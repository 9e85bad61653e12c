use foundation::math::Coordinates;
use projection::{Projection, Viewport};

use crate::path::project_visible_runs;
use crate::primitive::{GRATICULE, PrimitiveStyle, RenderPrimitive};

const LINE_STEP_DEG: f64 = 15.0;
const SAMPLE_STEP_DEG: f64 = 5.0;
/// Meridians stop short of the poles, where they would converge to noise.
const MERIDIAN_LAT_LIMIT_DEG: f64 = 80.0;
const PARALLEL_LAT_LIMIT_DEG: f64 = 75.0;
const GRATICULE_OPACITY: f64 = 0.2;
const GRATICULE_WIDTH: f64 = 0.5;

fn sample_range(from: f64, to: f64, step: f64, line: impl Fn(f64) -> Coordinates) -> Vec<Coordinates> {
    let count = ((to - from) / step).round() as usize;
    (0..=count).map(|i| line(from + i as f64 * step)).collect()
}

/// Graticule lines as screen polylines, split at the hemisphere boundary
/// exactly like path vertices.
pub fn render_graticule(projection: &Projection, viewport: Viewport) -> Vec<RenderPrimitive> {
    let style = PrimitiveStyle::stroke(GRATICULE, GRATICULE_WIDTH).with_opacity(GRATICULE_OPACITY);
    let mut out = Vec::new();

    let mut emit = |samples: Vec<Coordinates>| {
        for points in project_visible_runs(&samples, projection, viewport) {
            out.push(RenderPrimitive::Polyline { points, style });
        }
    };

    let mut lon = -180.0;
    while lon < 180.0 {
        emit(sample_range(
            -MERIDIAN_LAT_LIMIT_DEG,
            MERIDIAN_LAT_LIMIT_DEG,
            SAMPLE_STEP_DEG,
            |lat| Coordinates::unchecked(lat, lon),
        ));
        lon += LINE_STEP_DEG;
    }

    let mut lat = -PARALLEL_LAT_LIMIT_DEG;
    while lat <= PARALLEL_LAT_LIMIT_DEG {
        emit(sample_range(-180.0, 180.0, SAMPLE_STEP_DEG, |lon| {
            Coordinates::unchecked(lat, lon)
        }));
        lat += LINE_STEP_DEG;
    }

    out
}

» THE TASK
Reproduce every line of the material above that has the string "const".

» WRITTEN REPLY
const LINE_STEP_DEG: f64 = 15.0;
const SAMPLE_STEP_DEG: f64 = 5.0;
const MERIDIAN_LAT_LIMIT_DEG: f64 = 80.0;
const PARALLEL_LAT_LIMIT_DEG: f64 = 75.0;
const GRATICULE_OPACITY: f64 = 0.2;
const GRATICULE_WIDTH: f64 = 0.5;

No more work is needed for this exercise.